Het gaat hier niet om handel in fysieke bulkgoederen maar om opties en andere afgeleide, financiële producten. Op de tarwemarkt van Chicago is het marktaandeel van zulke speculatieve contracten in vijf jaar tijd van 12 procent (1996) naar 61 procent (2011) gegaan.
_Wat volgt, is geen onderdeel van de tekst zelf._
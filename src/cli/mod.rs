//! Command line interface for kodegen_bundler_playstore.
//!
//! Parses the single-dash flags, resolves the publish configuration
//! and runs the publish command with console progress output.

mod args;
pub mod commands;
mod output;

pub use args::{Args, RuntimeConfig, normalize_legacy_flags};
pub use commands::execute_command;
pub use output::OutputManager;

use crate::error::{CliError, FAILURE_EXIT_CODE, Result};
use clap::CommandFactory;
use std::ffi::OsString;

/// Main CLI entry point
pub async fn run() -> Result<i32> {
    run_from(std::env::args_os()).await
}

/// Run with an explicit argument vector (argv[0] included)
pub async fn run_from<I, T>(argv: I) -> Result<i32>
where
    I: IntoIterator<Item = T>,
    T: Into<OsString>,
{
    let argv: Vec<OsString> = argv.into_iter().map(Into::into).collect();

    if argv.len() <= 1 {
        let output = OutputManager::new();
        output.error(&CliError::NoArguments.to_string());
        let _ = output.eprintln("Options:");
        let _ = output.eprintln(&Args::command().render_help().to_string());
        return Ok(FAILURE_EXIT_CODE);
    }

    let args = match Args::try_parse_args(argv) {
        Ok(args) => args,
        Err(e) => {
            let _ = e.print();
            return Ok(e.exit_code());
        }
    };

    execute_command(args).await
}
Dat leidt tot prijsopdrijving en prijsschommeling die weinig meer met vraag en aanbod van voedsel van doen hebben.
Kortom, er is het laatste decennium veel verloren in de strijd tegen honger en armoede. Het Westen kan daar twee dingen aan doen. Financiële speculatie met voedsel moet worden ingedamd door regulering. Op 16 oktober 2011, Wereldvoedseldag, riepen 461 economen uit meer dan 40 landen daartoe op in een open brief aan de US Commodity Futures Trading Commission, onder andere verantwoordelijk voor de tarwemarkt van Chicago.
We kunnen ook stoppen met het creëren van grote hoeveelheden geld, zogenaamd om onze economieën uit de crisis te trekken. Dat werkt tot nu toe niet, en heeft veel slechte neveneffecten voor mensen elders op de wereld.
De auteur doceert ontwikkelingseconomie aan de Rijksuniversiteit Groningen. Hij werkte eerder aan de universiteiten van Amsterdam en Londen. Hij schreef mee aan rapporten voor de Wereldbank, OESO en UNCTAD en publiceerde over de rol van landbouw in het ontwikkelingsproces.